Find the word "Option" in the records and copy every line where it occurs.

---------- Entries supplied ----------

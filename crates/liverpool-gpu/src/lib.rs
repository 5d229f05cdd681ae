//! Decoders for Liverpool (GCN) GPU resource descriptors.
//!
//! Shaders on this GPU address memory through "sharps": 128-bit or 256-bit descriptors the guest
//! writes into user-data SGPRs or into tables in guest memory. This crate treats those dwords as
//! untrusted input and exposes them as plain value types:
//!
//! - [`BufferSharp`] (V#) for vertex/constant/storage/texel buffers,
//! - [`ImageSharp`] (T#) for images and FMask surfaces,
//! - [`SamplerSharp`] (S#) for samplers.
//!
//! Decoding never panics; unknown enum encodings map to explicit fallback variants.

#![forbid(unsafe_code)]

mod buffer;
mod format;
mod guest_memory;
mod image;
mod sampler;
mod swizzle;
mod tessellation;

/// Helpers for building synthetic descriptor dwords in tests.
///
/// Only available for this crate's own tests or with the `test-utils` feature.
#[cfg(any(test, feature = "test-utils"))]
pub mod test_utils;

pub use crate::buffer::BufferSharp;
pub use crate::format::{DataFormat, NumberClass, NumberConversion, NumberFormat};
pub use crate::guest_memory::{GuestMemory, GuestMemoryError, VecGuestMemory};
pub use crate::image::{ImageSharp, ImageType};
pub use crate::sampler::{ClampMode, DepthCompare, FilterMode, MipFilter, SamplerSharp};
pub use crate::swizzle::{CompMapping, CompSwizzle};
pub use crate::tessellation::{
    TessellationParams, TessellationPartitioning, TessellationTopology, TessellationType,
};

/// Extracts `width` bits of `value` starting at bit `shift`.
#[inline]
pub(crate) const fn bits(value: u32, shift: u32, width: u32) -> u32 {
    (value >> shift) & ((1u32 << width) - 1)
}
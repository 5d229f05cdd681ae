//! Completion slots for permutations compiled off the lookup path.

use std::fmt;
use std::sync::{Arc, Condvar, Mutex, MutexGuard, PoisonError};
use std::time::{Duration, Instant};

use crate::error::{CacheError, CodegenFailure};

#[derive(Clone, Debug)]
pub enum CompileStatus<M> {
    Pending,
    Ready(M),
    Failed(CodegenFailure),
    Cancelled,
}

impl<M: Clone> CompileStatus<M> {
    fn outcome(&self) -> Option<Result<M, CacheError>> {
        match self {
            Self::Pending => None,
            Self::Ready(module) => Some(Ok(module.clone())),
            Self::Failed(err) => Some(Err(CacheError::Codegen(err.clone()))),
            Self::Cancelled => Some(Err(CacheError::Cancelled)),
        }
    }
}

struct TicketState<M> {
    status: Mutex<CompileStatus<M>>,
    done: Condvar,
}

/// Shared handle to a compile in flight. Every lookup that misses on the same permutation
/// while it compiles receives a clone of the same ticket.
pub struct CompileTicket<M> {
    state: Arc<TicketState<M>>,
}

impl<M> Clone for CompileTicket<M> {
    fn clone(&self) -> Self {
        Self {
            state: Arc::clone(&self.state),
        }
    }
}

impl<M> fmt::Debug for CompileTicket<M> {
    fn fmt(&self, f: &mut fmt::Formatter<'_>) -> fmt::Result {
        f.debug_struct("CompileTicket")
            .field("pending", &self.is_pending())
            .finish()
    }
}

impl<M> Default for CompileTicket<M> {
    fn default() -> Self {
        Self::new()
    }
}

impl<M> CompileTicket<M> {
    pub fn new() -> Self {
        Self {
            state: Arc::new(TicketState {
                status: Mutex::new(CompileStatus::Pending),
                done: Condvar::new(),
            }),
        }
    }

    // A panicking backend must not wedge every other waiter, so poisoning is ignored.
    fn lock(&self) -> MutexGuard<'_, CompileStatus<M>> {
        self.state
            .status
            .lock()
            .unwrap_or_else(PoisonError::into_inner)
    }

    pub fn is_pending(&self) -> bool {
        matches!(*self.lock(), CompileStatus::Pending)
    }

    pub fn is_cancelled(&self) -> bool {
        matches!(*self.lock(), CompileStatus::Cancelled)
    }

    pub fn same_ticket(&self, other: &Self) -> bool {
        Arc::ptr_eq(&self.state, &other.state)
    }

    /// Cancels a pending compile. Returns `false` if it had already finished.
    pub fn cancel(&self) -> bool {
        self.resolve(CompileStatus::Cancelled)
    }

    /// Publishes the compile result. Returns `false` if the ticket was cancelled first.
    pub(crate) fn complete(&self, result: Result<M, CodegenFailure>) -> bool {
        self.resolve(match result {
            Ok(module) => CompileStatus::Ready(module),
            Err(err) => CompileStatus::Failed(err),
        })
    }

    fn resolve(&self, status: CompileStatus<M>) -> bool {
        let mut guard = self.lock();
        if !matches!(*guard, CompileStatus::Pending) {
            return false;
        }
        *guard = status;
        drop(guard);
        self.state.done.notify_all();
        true
    }
}

impl<M: Clone> CompileTicket<M> {
    /// The outcome, or `None` while the compile is still running.
    pub fn poll(&self) -> Option<Result<M, CacheError>> {
        self.lock().outcome()
    }

    pub fn wait(&self) -> Result<M, CacheError> {
        let mut guard = self.lock();
        loop {
            if let Some(outcome) = guard.outcome() {
                return outcome;
            }
            guard = self
                .state
                .done
                .wait(guard)
                .unwrap_or_else(PoisonError::into_inner);
        }
    }

    /// Like [`wait`](Self::wait) but gives up after `timeout`, returning `None`.
    pub fn wait_timeout(&self, timeout: Duration) -> Option<Result<M, CacheError>> {
        let deadline = Instant::now() + timeout;
        let mut guard = self.lock();
        loop {
            if let Some(outcome) = guard.outcome() {
                return Some(outcome);
            }
            let remaining = deadline.checked_duration_since(Instant::now())?;
            if remaining.is_zero() {
                return None;
            }
            guard = self
                .state
                .done
                .wait_timeout(guard, remaining)
                .unwrap_or_else(PoisonError::into_inner)
                .0;
        }
    }
}
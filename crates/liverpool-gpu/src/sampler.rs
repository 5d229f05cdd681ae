use crate::bits;

#[derive(Clone, Copy, Debug, Default, PartialEq, Eq, Hash)]
pub enum ClampMode {
    #[default]
    Wrap,
    Mirror,
    ClampLastTexel,
    MirrorOnceLastTexel,
    ClampHalfBorder,
    MirrorOnceHalfBorder,
    ClampBorder,
    MirrorOnceBorder,
}

impl ClampMode {
    fn from_raw(raw: u32) -> Self {
        match raw & 0x7 {
            0 => Self::Wrap,
            1 => Self::Mirror,
            2 => Self::ClampLastTexel,
            3 => Self::MirrorOnceLastTexel,
            4 => Self::ClampHalfBorder,
            5 => Self::MirrorOnceHalfBorder,
            6 => Self::ClampBorder,
            _ => Self::MirrorOnceBorder,
        }
    }
}

#[derive(Clone, Copy, Debug, Default, PartialEq, Eq, Hash)]
pub enum DepthCompare {
    #[default]
    Never,
    Less,
    Equal,
    LessEqual,
    Greater,
    NotEqual,
    GreaterEqual,
    Always,
}

impl DepthCompare {
    fn from_raw(raw: u32) -> Self {
        match raw & 0x7 {
            0 => Self::Never,
            1 => Self::Less,
            2 => Self::Equal,
            3 => Self::LessEqual,
            4 => Self::Greater,
            5 => Self::NotEqual,
            6 => Self::GreaterEqual,
            _ => Self::Always,
        }
    }
}

#[derive(Clone, Copy, Debug, Default, PartialEq, Eq, Hash)]
pub enum FilterMode {
    #[default]
    Point,
    Bilinear,
    AnisoPoint,
    AnisoLinear,
}

impl FilterMode {
    fn from_raw(raw: u32) -> Self {
        match raw & 0x3 {
            0 => Self::Point,
            1 => Self::Bilinear,
            2 => Self::AnisoPoint,
            _ => Self::AnisoLinear,
        }
    }
}

#[derive(Clone, Copy, Debug, Default, PartialEq, Eq, Hash)]
pub enum MipFilter {
    #[default]
    None,
    Point,
    Linear,
}

impl MipFilter {
    fn from_raw(raw: u32) -> Self {
        match raw & 0x3 {
            1 => Self::Point,
            2 => Self::Linear,
            _ => Self::None,
        }
    }
}

/// Sampler descriptor (S#), four dwords.
#[derive(Clone, Copy, Debug, Default, PartialEq, Eq, Hash)]
pub struct SamplerSharp {
    raw: [u32; 4],
}

impl SamplerSharp {
    pub const DWORDS: usize = 4;

    pub const fn from_dwords(raw: [u32; 4]) -> Self {
        Self { raw }
    }

    pub const fn dwords(&self) -> [u32; 4] {
        self.raw
    }

    pub fn clamp_x(&self) -> ClampMode {
        ClampMode::from_raw(bits(self.raw[0], 0, 3))
    }

    pub fn clamp_y(&self) -> ClampMode {
        ClampMode::from_raw(bits(self.raw[0], 3, 3))
    }

    pub fn clamp_z(&self) -> ClampMode {
        ClampMode::from_raw(bits(self.raw[0], 6, 3))
    }

    /// Max anisotropy as a power of two (`1 << ratio`).
    pub fn max_aniso_ratio(&self) -> u32 {
        bits(self.raw[0], 9, 3)
    }

    pub fn depth_compare(&self) -> DepthCompare {
        DepthCompare::from_raw(bits(self.raw[0], 12, 3))
    }

    /// Texture coordinates are in texels rather than `[0, 1]`.
    pub fn force_unnormalized(&self) -> bool {
        bits(self.raw[0], 15, 1) != 0
    }

    pub fn force_degamma(&self) -> bool {
        bits(self.raw[0], 20, 1) != 0
    }

    pub fn min_lod(&self) -> u32 {
        bits(self.raw[1], 0, 12)
    }

    pub fn max_lod(&self) -> u32 {
        bits(self.raw[1], 12, 12)
    }

    pub fn mag_filter(&self) -> FilterMode {
        FilterMode::from_raw(bits(self.raw[2], 20, 2))
    }

    pub fn min_filter(&self) -> FilterMode {
        FilterMode::from_raw(bits(self.raw[2], 22, 2))
    }

    pub fn mip_filter(&self) -> MipFilter {
        MipFilter::from_raw(bits(self.raw[2], 26, 2))
    }

    pub fn border_color_ptr(&self) -> u32 {
        bits(self.raw[3], 0, 12)
    }

    pub fn border_color_type(&self) -> u32 {
        bits(self.raw[3], 30, 2)
    }
}
#[test]
fn start_offsets_and_runtime_info_are_compared() {
    let info = two_buffer_program();
    let state = GpuState::new();
    let table = state.table();
    let profile = Profile::default();

    let base = state.specialize(&info);
    let shifted = liverpool_shader::StageSpecialization::new(
        &info,
        RuntimeInfo::new(Stage::Compute),
        &profile,
        liverpool_shader::Bindings {
            unified: 4,
            ..Default::default()
        },
        &table,
    )
    .unwrap();
    assert!(!base.matches(&shifted));

    let mut runtime_info = RuntimeInfo::new(Stage::Compute);
    if let StageRuntimeInfo::Compute(cs) = &mut runtime_info.stage {
        cs.workgroup_size = [64, 1, 1];
    }
    let wide = state.try_specialize(&info, runtime_info, &profile).unwrap();
    assert!(!base.matches(&wide));
    assert_ne!(base.bucket_hash(), wide.bucket_hash());
}

mod vertex_fetch {
    use super::*;
    use pretty_assertions::assert_eq;

    const CODE_GPA: u64 = MEMORY_BASE + 0x2000;
    const VB_TABLE_GPA: u64 = MEMORY_BASE + 0x3000;

    fn s_load_dwordx4(sdst: u32, sbase: u32, dword_offset: u32) -> u32 {
        (0b11000 << 27) | (2 << 22) | (sdst << 15) | ((sbase / 2) << 9) | (1 << 8) | dword_offset
    }

    fn buffer_load_format_xyzw(vdata: u32, vaddr: u32, srsrc: u32) -> [u32; 2] {
        [
            (0b111000 << 26) | (3 << 18) | (1 << 13),
            vaddr | (vdata << 8) | ((srsrc / 4) << 16),
        ]
    }

    fn s_setpc_b64() -> u32 {
        (0b1_0111_1101 << 23) | (0x20 << 8)
    }

    fn vertex_program() -> liverpool_shader::Info {
        let mut info = program(&[0xbe80_2000], Stage::Vertex, LogicalStage::Vertex);
        info.fetch_shader = Some(0);
        info
    }

    fn state_with_attribute(num_format: NumberFormat) -> GpuState {
        let mut code = vec![s_load_dwordx4(8, 2, 0)];
        code.extend(buffer_load_format_xyzw(4, 1, 8));
        code.push(s_setpc_b64());

        let mut state = GpuState::new();
        state
            .set_pointer(0, CODE_GPA)
            .set_pointer(2, VB_TABLE_GPA)
            .write(CODE_GPA, &code)
            .write(
                VB_TABLE_GPA,
                &BufferSharpBuilder::new(0x8000, 16, 3)
                    .format(DataFormat::Format32_32_32_32, num_format)
                    .dwords(),
            );
        state
    }

    fn legacy_profile() -> Profile {
        Profile {
            features: ProfileFeatures::LEGACY_VERTEX_ATTRIBUTES,
            ..Profile::default()
        }
    }

    #[test]
    fn attribute_number_class_is_keyed_without_legacy_typing() {
        let info = vertex_program();
        let profile = Profile::default();
        let float = state_with_attribute(NumberFormat::Float)
            .try_specialize(&info, RuntimeInfo::new(Stage::Vertex), &profile)
            .unwrap();
        let uint = state_with_attribute(NumberFormat::Uint)
            .try_specialize(&info, RuntimeInfo::new(Stage::Vertex), &profile)
            .unwrap();

        let fetch = float.fetch_shader_data.as_ref().expect("fetch shader data");
        assert_eq!(fetch.attributes.len(), 1);
        assert_eq!(fetch.attributes[0].instance_data, InstanceIdType::OverStepRate0);
        assert_eq!(float.vs_attribs.len(), 1);
        assert!(!float.matches(&uint));
        assert!(!uint.matches(&float));
    }

    #[test]
    fn legacy_typing_ignores_attribute_number_class() {
        let info = vertex_program();
        let profile = legacy_profile();
        let float = state_with_attribute(NumberFormat::Float)
            .try_specialize(&info, RuntimeInfo::new(Stage::Vertex), &profile)
            .unwrap();
        let uint = state_with_attribute(NumberFormat::Uint)
            .try_specialize(&info, RuntimeInfo::new(Stage::Vertex), &profile)
            .unwrap();

        assert!(float.vs_attribs.is_empty());
        assert!(float.matches(&uint));
        assert!(uint.matches(&float));
    }

    #[test]
    fn unreadable_fetch_shader_is_dropped() {
        common::init_tracing();
        let info = vertex_program();
        let mut state = GpuState::new();
        // Points past the end of guest memory.
        state.set_pointer(0, MEMORY_BASE + 0x10_0000);
        let spec = state.specialize(&info);
        assert!(spec.fetch_shader_data.is_none());
        assert!(spec.vs_attribs.is_empty());
    }
}

mod tessellation {
    use super::*;
    use pretty_assertions::assert_eq;

    const TESS_GPA: u64 = MEMORY_BASE + 0x4000;

    /// Constants as a guest driver lays them out for a 3-point patch list.
    const TESS_BLOB: [u32; 9] = [
        0x0000_0040, // ls_stride
        0x0000_0030, // hs_cp_stride
        0x0000_0008, // num_patches
        0x0000_0800, // hs_output_base
        0x0000_0010, // patch_const_size
        0x0000_0980, // patch_const_base
        0x0000_0090, // patch_output_size
        0x3f80_0000, // off_chip_tess_factor_threshold = 1.0
        0x0000_0000, // first_edge_tess_factor_index
    ];

    fn tess_program(stage: Stage, l_stage: LogicalStage) -> liverpool_shader::Info {
        let mut info = program(&[0xbf81_0000, l_stage as u32], stage, l_stage);
        info.tess_constants = Some(TessConstantsLocation {
            buffer: slot(0),
            dword_offset: 4,
        });
        info
    }

    fn tess_state() -> GpuState {
        let mut state = GpuState::new();
        state
            .bind(0, &BufferSharpBuilder::new(TESS_GPA, 0, 256).dwords())
            .write(TESS_GPA + 16, &TESS_BLOB);
        state
    }

    #[test]
    fn control_stage_layout_is_decoded_from_constants() {
        let info = tess_program(Stage::Hull, LogicalStage::TessellationControl);
        let mut runtime_info = RuntimeInfo::new(Stage::Hull);
        runtime_info.stage = StageRuntimeInfo::Hull(HullRuntimeInfo {
            num_input_control_points: 3,
            num_threads: 3,
            ..Default::default()
        });

        let spec = tess_state()
            .try_specialize(&info, runtime_info, &Profile::default())
            .unwrap();
        assert_eq!(
            spec.runtime_info.hull(),
            Some(&HullRuntimeInfo {
                num_input_control_points: 3,
                num_threads: 3,
                ls_stride: 0x40,
                hs_output_cp_stride: 0x30,
                hs_output_base: 0x800,
                ..Default::default()
            })
        );
    }

    #[test]
    fn eval_stage_takes_control_point_stride() {
        let info = tess_program(Stage::Vertex, LogicalStage::TessellationEval);
        let spec = tess_state()
            .try_specialize(&info, RuntimeInfo::new(Stage::Vertex), &Profile::default())
            .unwrap();
        assert_eq!(
            spec.runtime_info.vertex(),
            Some(&VertexRuntimeInfo {
                hs_output_cp_stride: 0x30,
                ..Default::default()
            })
        );
    }

    #[test]
    fn eval_stage_on_export_takes_control_point_stride() {
        let info = tess_program(Stage::Export, LogicalStage::TessellationEval);
        let mut runtime_info = RuntimeInfo::new(Stage::Export);
        runtime_info.stage = StageRuntimeInfo::Export(ExportRuntimeInfo {
            vertex_data_size: 4,
            ..Default::default()
        });

        let spec = tess_state()
            .try_specialize(&info, runtime_info, &Profile::default())
            .unwrap();
        assert_eq!(
            spec.runtime_info.stage,
            StageRuntimeInfo::Export(ExportRuntimeInfo {
                vertex_data_size: 4,
                hs_output_cp_stride: 0x30,
                ..Default::default()
            })
        );
    }

    #[test]
    fn control_program_on_the_wrong_stage_is_rejected() {
        let info = tess_program(Stage::Vertex, LogicalStage::TessellationControl);
        let err = tess_state()
            .try_specialize(&info, RuntimeInfo::new(Stage::Vertex), &Profile::default())
            .unwrap_err();
        assert!(matches!(
            err,
            SpecializationError::RuntimeInfoStageMismatch {
                expected: Stage::Hull,
                runtime: Stage::Vertex
            }
        ));
    }

    #[test]
    fn extraction_leaves_caller_runtime_info_untouched() {
        let info = tess_program(Stage::Hull, LogicalStage::TessellationControl);
        let state = tess_state();
        let table = state.table();
        let runtime_info = RuntimeInfo::new(Stage::Hull);
        let profile = Profile::default();

        let builder =
            SpecializationBuilder::new(&info, runtime_info.clone(), &profile, Default::default());
        let extracted = builder.extract(&table).unwrap();
        assert_eq!(extracted.specialization().runtime_info, runtime_info);

        let finished = extracted.finish(&table).unwrap();
        assert_ne!(finished.runtime_info, runtime_info);
        assert_eq!(runtime_info.hull(), Some(&HullRuntimeInfo::default()));
    }

    #[test]
    fn differing_constants_change_the_key() {
        let info = tess_program(Stage::Hull, LogicalStage::TessellationControl);
        let a = tess_state().specialize(&info);
        let mut state = tess_state();
        state.write(TESS_GPA + 16, &[0x80]);
        let b = state.specialize(&info);
        assert!(!a.matches(&b));
    }

    #[test]
    fn unbound_constant_buffer_is_an_error() {
        let info = tess_program(Stage::Hull, LogicalStage::TessellationControl);
        let err = GpuState::new()
            .try_specialize(&info, RuntimeInfo::new(Stage::Hull), &Profile::default())
            .unwrap_err();
        assert!(matches!(err, SpecializationError::MissingTessConstants));
    }

    #[test]
    fn faulting_constant_read_is_an_error() {
        let info = tess_program(Stage::Hull, LogicalStage::TessellationControl);
        let mut state = GpuState::new();
        state.bind(0, &BufferSharpBuilder::new(0x7000_0000, 0, 256).dwords());
        let err = state
            .try_specialize(&info, RuntimeInfo::new(Stage::Hull), &Profile::default())
            .unwrap_err();
        assert!(matches!(err, SpecializationError::TessConstantsRead(_)));
    }
}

----------

**Result for this task**.
    fn outcome(&self) -> Option<Result<M, CacheError>> {
    pub fn poll(&self) -> Option<Result<M, CacheError>> {
    pub fn wait_timeout(&self, timeout: Duration) -> Option<Result<M, CacheError>> {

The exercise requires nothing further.